Суббота вскинула на меня испуганные глаза:
-- Что с вами? Куклы - фантазия, а не пособие по анатомии!
Меня рвануло спросить о ее дубликатах, но - опомнился:
-- Я взволнован: она сказала - в Москве переворот!
-- Правильно. Знаю. Я даже подумала, что вы летите на путч. Хотя когда вы вылетали, его, наверное, еще не было...
-- Лечу на путч?! -- воскликнул я. -- Во-первых, никого на путч не пускают, а во-вторых... -- и тут я, наконец, задумался.
Пауза оказалась долгой, и прервал ее не я:
-- Я знаю - о чем вы думаете. Вы думаете, что теперь - пока в России идет путч - у вас есть время поехать со мной.
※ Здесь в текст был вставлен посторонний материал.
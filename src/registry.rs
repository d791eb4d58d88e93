//! Copy-on-write observer registry.
//!
//! An [`ObserverRegistry`] keeps an ordered set of observer handles, unique by
//! identity. Every dispatch pass works on an immutable snapshot taken at the
//! start of the pass, so observers registered or removed by a callback (or by
//! another thread) only affect later passes. Writers swap in a fresh copy of
//! the list; readers never block.

use std::{fmt, sync::Arc};

use arc_swap::ArcSwap;
use smallvec::SmallVec;
use tracing::trace;

/// Inline capacity of a snapshot; most containers have one or two observers.
type Snapshot<O> = SmallVec<[Arc<O>; 2]>;

/// Whether `a` and `b` point at the same observer, ignoring vtables.
#[inline]
pub fn same_observer<A: ?Sized, B: ?Sized>(a: &Arc<A>, b: &Arc<B>) -> bool {
  std::ptr::addr_eq(Arc::as_ptr(a), Arc::as_ptr(b))
}

/// Ordered set of observers with snapshot dispatch.
pub struct ObserverRegistry<O: ?Sized> {
  observers: ArcSwap<Snapshot<O>>,
}

impl<O: ?Sized> Default for ObserverRegistry<O> {
  fn default() -> Self { Self { observers: ArcSwap::from_pointee(SmallVec::new()) } }
}

impl<O: ?Sized> fmt::Debug for ObserverRegistry<O> {
  fn fmt(&self, f: &mut fmt::Formatter<'_>) -> fmt::Result {
    f.debug_struct("ObserverRegistry")
      .field("len", &self.len())
      .finish()
  }
}

impl<O: ?Sized> ObserverRegistry<O> {
  #[inline]
  pub fn new() -> Self { Self::default() }

  /// Append `observer` unless it is already registered. Returns whether it
  /// was added.
  pub fn register(&self, observer: Arc<O>) -> bool {
    let mut added = false;
    self.observers.rcu(|current| {
      added = !current.iter().any(|o| same_observer(o, &observer));
      if added {
        let mut next: Snapshot<O> = (**current).clone();
        next.push(observer.clone());
        Arc::new(next)
      } else {
        Arc::clone(current)
      }
    });
    added
  }

  /// Remove `observer` by identity. Returns whether it was registered.
  pub fn deregister(&self, observer: &Arc<O>) -> bool {
    self.deregister_where(|o| same_observer(o, observer)) > 0
  }

  /// Remove every observer matching `matches`, returning how many went.
  ///
  /// All matches are collected against one snapshot and removed in a single
  /// swap, so adjacent matches cannot be skipped.
  pub fn deregister_where(&self, mut matches: impl FnMut(&Arc<O>) -> bool) -> usize {
    let mut removed = 0;
    self.observers.rcu(|current| {
      let next: Snapshot<O> = current.iter().filter(|o| !matches(o)).cloned().collect();
      removed = current.len() - next.len();
      if removed == 0 {
        Arc::clone(current)
      } else {
        Arc::new(next)
      }
    });
    removed
  }

  pub fn contains(&self, observer: &Arc<O>) -> bool {
    self
      .observers
      .load()
      .iter()
      .any(|o| same_observer(o, observer))
  }

  #[inline]
  pub fn len(&self) -> usize { self.observers.load().len() }

  #[inline]
  pub fn is_empty(&self) -> bool { self.observers.load().is_empty() }

  /// Immutable copy of the current observers in registration order.
  #[inline]
  pub fn snapshot(&self) -> Arc<Snapshot<O>> { self.observers.load_full() }

  /// Invoke `deliver` for every observer of the current snapshot, in
  /// registration order.
  ///
  /// Callbacks may register, deregister or mutate the container that is
  /// dispatching. Nested mutations dispatch nested passes; nothing is
  /// suppressed.
  pub fn broadcast(&self, mut deliver: impl FnMut(&O)) {
    let snapshot = self.snapshot();
    trace!(observers = snapshot.len(), "broadcast");
    for observer in snapshot.iter() {
      deliver(observer);
    }
  }
}
//! Algorithms that overwrite elements.
//!
//! Each computes the new contents from a snapshot and swaps them in with one
//! `clear` and one `push_all`. Preconditions are checked first, so a failed
//! call leaves the list untouched.

use super::replace_contents;
use crate::{
  error::{CollectionError, Result},
  observable::ObservableList,
};

/// Replace every element with a clone of `value`.
pub fn fill<T, L>(list: &L, value: T) -> Result<()>
where
  T: Clone,
  L: ObservableList<T> + ?Sized,
{
  let len = list.len();
  if len == 0 {
    return Ok(());
  }
  replace_contents(list, vec![value; len])
}

/// Overwrite the first `src.len()` elements of `dest` with `src`.
///
/// Fails with [`CollectionError::SizeMismatch`] when `src` is longer than
/// `dest`.
pub fn copy<T, L>(dest: &L, src: &[T]) -> Result<()>
where
  T: Clone,
  L: ObservableList<T> + ?Sized,
{
  let mut contents = dest.to_vec();
  if src.len() > contents.len() {
    return Err(CollectionError::SizeMismatch { source_len: src.len(), dest_len: contents.len() });
  }
  if src.is_empty() {
    return Ok(());
  }
  contents[..src.len()].clone_from_slice(src);
  replace_contents(dest, contents)
}

/// Replace every element equal to `old` with a clone of `new`. Returns
/// whether anything was replaced; nothing fires otherwise.
pub fn replace_all<T, L>(list: &L, old: &T, new: T) -> Result<bool>
where
  T: Clone + PartialEq,
  L: ObservableList<T> + ?Sized,
{
  let mut contents = list.to_vec();
  let mut modified = false;
  for slot in contents.iter_mut().filter(|slot| *slot == old) {
    *slot = new.clone();
    modified = true;
  }
  if modified {
    replace_contents(list, contents)?;
  }
  Ok(modified)
}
Я вздрогнул, поскольку думал именно об этом:
-- Правильно! Но, с другой стороны, я думаю еще, что умный человек этого не сделал бы. Каждому, говорят, судьба уготовляет главную женщину, и ее надо потерять!
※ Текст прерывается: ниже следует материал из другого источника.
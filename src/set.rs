//! Observable set
//!
//! [`SetHandle`] fires `ElementAdded` and `ElementRemoved` only when
//! membership actually changes. Bulk calls and `clear` work member by member
//! and fire one change per affected member.

use std::{
  collections::HashSet,
  fmt,
  hash::Hash,
  sync::Arc,
};

use parking_lot::Mutex;
use tracing::trace;

use crate::{
  cursor::{Cursor, SetCursor},
  observable::ObservableSet,
  observer::{SetChange, SetObserver},
  registry::ObserverRegistry,
  storage::SetStorage,
};

/// Shared handle to an observable set.
pub struct SetHandle<T>(Arc<SetShared<T>>);

struct SetShared<T> {
  storage: Mutex<Box<dyn SetStorage<T>>>,
  observers: ObserverRegistry<dyn SetObserver<T>>,
}

impl<T> Clone for SetHandle<T> {
  fn clone(&self) -> Self { Self(self.0.clone()) }
}

impl<T> SetHandle<T>
where
  T: Eq + Hash + Clone + Send + Sync + 'static,
{
  /// Empty set backed by a `HashSet`.
  pub fn new() -> Self { Self::wrap(HashSet::new()) }
}

impl<T> SetHandle<T>
where
  T: Clone + Send + Sync + 'static,
{
  /// Observable set over `storage`, which it owns from now on.
  pub fn wrap(storage: impl SetStorage<T> + 'static) -> Self {
    Self(Arc::new(SetShared {
      storage: Mutex::new(Box::new(storage)),
      observers: ObserverRegistry::new(),
    }))
  }

  #[inline]
  pub fn observer_count(&self) -> usize { self.0.observers.len() }

  #[inline]
  pub fn ptr_eq(&self, other: &Self) -> bool { Arc::ptr_eq(&self.0, &other.0) }

  pub fn iter(&self) -> std::vec::IntoIter<T> { self.to_vec().into_iter() }

  /// Cursor over a snapshot of the members that can remove them one by one.
  pub fn cursor(&self) -> SetCursor<'_, T> {
    let source: &dyn ObservableSet<T> = self;
    Cursor::new(source, self.to_vec())
  }

  fn dispatch(&self, change: SetChange<'_, T>) {
    trace!(kind = change.kind(), "set change");
    self
      .0
      .observers
      .broadcast(|observer| change.notify(observer, self));
  }
}

impl<T> Default for SetHandle<T>
where
  T: Eq + Hash + Clone + Send + Sync + 'static,
{
  fn default() -> Self { Self::new() }
}

impl<T> ObservableSet<T> for SetHandle<T>
where
  T: Clone + Send + Sync + 'static,
{
  fn len(&self) -> usize { self.0.storage.lock().len() }

  fn contains(&self, value: &T) -> bool { self.0.storage.lock().contains(value) }

  fn to_vec(&self) -> Vec<T> { self.0.storage.lock().to_vec() }

  fn insert(&self, value: T) -> bool {
    let added = self.0.storage.lock().insert(value.clone());
    if added {
      self.dispatch(SetChange::ElementAdded { element: &value });
    }
    added
  }

  fn remove(&self, value: &T) -> bool {
    let removed = self.0.storage.lock().take(value);
    match removed {
      Some(element) => {
        self.dispatch(SetChange::ElementRemoved { element: &element });
        true
      }
      None => false,
    }
  }

  fn clear(&self) {
    for member in self.to_vec() {
      self.remove(&member);
    }
  }

  fn add_observer(&self, observer: Arc<dyn SetObserver<T>>) { self.0.observers.register(observer); }

  fn remove_observer(&self, observer: &Arc<dyn SetObserver<T>>) -> bool {
    self.0.observers.deregister(observer)
  }
}

impl<T> FromIterator<T> for SetHandle<T>
where
  T: Eq + Hash + Clone + Send + Sync + 'static,
{
  fn from_iter<I: IntoIterator<Item = T>>(iter: I) -> Self {
    Self::wrap(iter.into_iter().collect::<HashSet<_>>())
  }
}

impl<T> fmt::Debug for SetHandle<T>
where
  T: Clone + Send + Sync + fmt::Debug + 'static,
{
  fn fmt(&self, f: &mut fmt::Formatter<'_>) -> fmt::Result {
    f.debug_struct("SetHandle")
      .field("elements", &self.to_vec())
      .field("observers", &self.observer_count())
      .finish()
  }
}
Суббота придала лицу строгое выражение:
-- Прежде всего - верните мои книги, я дожидалась вас из-за них! А во-вторых, вот вы сказали про "с другой стороны". Но есть ведь еще одна сторона медали, третья...
-- Так говорят про юмор, -- вставил я. -- Третья сторона...
-- Я говорю о серьезном, -- перебила теперь она. -- Вот вам третья сторона: все мы хотим быть самими собой...
-- Правильно, -- снова перебил я, -- но мы хотим быть собой только когда не хотим быть еще кем-нибудь.
-- Не мешайте! -- взмолилась она. -- Все мы хотим быть собой, но добиться этого можно только за счет отрицания того, что впихнули в нас другие. А сами мы, какие есть, - это я где-то прочла, - сами мы состоим из одного мгновения, когда раз и навсегда понимаем кто и что мы есть... Звучит глупо, но я ждала вас не ради этих книг.